Aktorka z "Gry o tron" o molestowaniu seksualnym

Po burzy, jaką wywołały wyznania kilku aktorek, w tym Gwyneth Paltrow, Angeliny Jolie i Lea Seydoux, o molestowaniu seksualnym przez Harveya Weinsteina, głos zabierają kolejne kobiety z branży filmowej. Teraz to Lena Headey zdecydowała się przerwać milczenie. Lena Headey wciela się w rolę Cersei Lannister w serialu "Gra o tron", a Harveya Weinsteina poznała na Festiwalu Filmowym w Wenecji. Gwiazda napisała na Twitterze obszerny post, w którym przyznała, że Weinstein w obraźliwy sposób komentował jej wygląd i składał dwuznaczne propozycje. Naruszył też jej nietykalność cielesną. 

Zapytał, czy nie przejdę się z nim. W pewnym momencie mnie zatrzymał i mówił dwuznaczne komentarze, czynił dwuznaczne gesty. Ja po prostu się roześmiałam, byłam naprawdę zszokowana. Pomyślałam sobie, że to musiał być żart. Powiedziałam: "To będzie jak całowanie mojego taty! Chodźmy się napić, wróćmy do pozostałych". Nigdy nie pojawiłam się w żadnym filmie Miramax Film (wytwórnia filmowa założona przez Weinsteina).

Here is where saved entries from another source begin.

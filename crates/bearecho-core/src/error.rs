//! Error types for the BearEcho core library.

use thiserror::Error;

/// Result type alias using `CoreError`.
pub type Result<T> = std::result::Result<T, CoreError>;

/// Core error types for BearEcho.
#[derive(Error, Debug)]
pub enum CoreError {
    /// Configuration loading or validation error.
    #[error("Configuration error: {message}")]
    Config {
        message: String,
        #[source]
        source: Option<Box<dyn std::error::Error + Send + Sync>>,
    },

    /// A tick interval of zero milliseconds was requested.
    #[error("Invalid animation speed: {0}ms (must be greater than zero)")]
    InvalidSpeed(u32),

    /// TOML parsing error.
    #[error("TOML parse error: {0}")]
    Toml(#[from] toml::de::Error),
}

impl CoreError {
    /// Create a new configuration error with a message.
    pub fn config(message: impl Into<String>) -> Self {
        Self::Config {
            message: message.into(),
            source: None,
        }
    }

    /// Create a new configuration error with source.
    pub fn config_with_source(
        message: impl Into<String>,
        source: impl std::error::Error + Send + Sync + 'static,
    ) -> Self {
        Self::Config {
            message: message.into(),
            source: Some(Box::new(source)),
        }
    }
}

Na tym incydencie jednak się nie skończyło. Kilka lat później Lena Headey spotkała Weinsteina w Los Angeles, by rozmawiać o pracy i scenariuszu. Po tym, jak Weinstein zaprosił aktorkę na śniadanie do hotelu, a ona zastrzegła, że do niczego między nimi nie dojdzie, miał złapać ją za ramię i polecić, by nikomu nie mówiła o spotkaniu z nim. Aktorka wyznała też, jak bardzo przeżyła ten atak na siebie, jak czuła się upokorzona i płakała z bezsilności.

Powiedziałam do Harvey'a: "Nie interesuje mnie nic innego niż praca. Proszę, nie myśl, że przyjechałam tu z innego powodu. Nic się nie wydarzy". Nie wiem, co się we mnie wtedy odezwało. Coś przeczuwałam. On był wściekły, milczał.